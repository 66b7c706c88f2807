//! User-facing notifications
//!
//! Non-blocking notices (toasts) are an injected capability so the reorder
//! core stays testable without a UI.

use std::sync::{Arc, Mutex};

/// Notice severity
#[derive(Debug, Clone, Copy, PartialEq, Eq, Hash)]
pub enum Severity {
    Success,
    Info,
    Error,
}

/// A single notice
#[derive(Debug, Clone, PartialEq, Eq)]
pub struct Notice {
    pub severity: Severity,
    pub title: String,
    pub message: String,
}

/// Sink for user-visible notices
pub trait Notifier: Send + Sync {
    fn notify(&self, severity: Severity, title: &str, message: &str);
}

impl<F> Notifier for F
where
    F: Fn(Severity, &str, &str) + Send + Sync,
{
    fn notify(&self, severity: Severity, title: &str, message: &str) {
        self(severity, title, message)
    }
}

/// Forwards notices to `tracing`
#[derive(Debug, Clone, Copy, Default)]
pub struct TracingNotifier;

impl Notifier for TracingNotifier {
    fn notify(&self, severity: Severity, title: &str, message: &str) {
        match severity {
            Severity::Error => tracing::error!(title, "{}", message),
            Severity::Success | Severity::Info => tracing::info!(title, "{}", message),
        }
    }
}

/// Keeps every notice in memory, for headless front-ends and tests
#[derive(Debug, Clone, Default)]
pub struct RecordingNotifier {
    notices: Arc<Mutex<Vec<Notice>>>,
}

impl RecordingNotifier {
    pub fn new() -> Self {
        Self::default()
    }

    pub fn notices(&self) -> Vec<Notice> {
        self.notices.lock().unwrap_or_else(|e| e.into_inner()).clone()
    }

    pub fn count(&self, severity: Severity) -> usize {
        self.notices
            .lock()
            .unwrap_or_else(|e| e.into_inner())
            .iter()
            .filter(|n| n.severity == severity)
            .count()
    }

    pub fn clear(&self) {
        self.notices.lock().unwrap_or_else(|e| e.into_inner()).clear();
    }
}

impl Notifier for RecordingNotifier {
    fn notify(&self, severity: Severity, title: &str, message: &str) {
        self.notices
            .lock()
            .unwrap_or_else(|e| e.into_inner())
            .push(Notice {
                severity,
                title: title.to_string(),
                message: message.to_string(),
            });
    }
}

# # # #

● **EXERCISE**
Reproduce exactly the stretch of the material above that starts at the line with "without a UI." and ends at the line with "pub struct Notice", both included, and nothing else.

● **RESPONSE TO THIS EXERCISE**
//! core stays testable without a UI.

use std::sync::{Arc, Mutex};

/// Notice severity
#[derive(Debug, Clone, Copy, PartialEq, Eq, Hash)]
pub enum Severity {
    Success,
    Info,
    Error,
}

/// A single notice
#[derive(Debug, Clone, PartialEq, Eq)]
pub struct Notice {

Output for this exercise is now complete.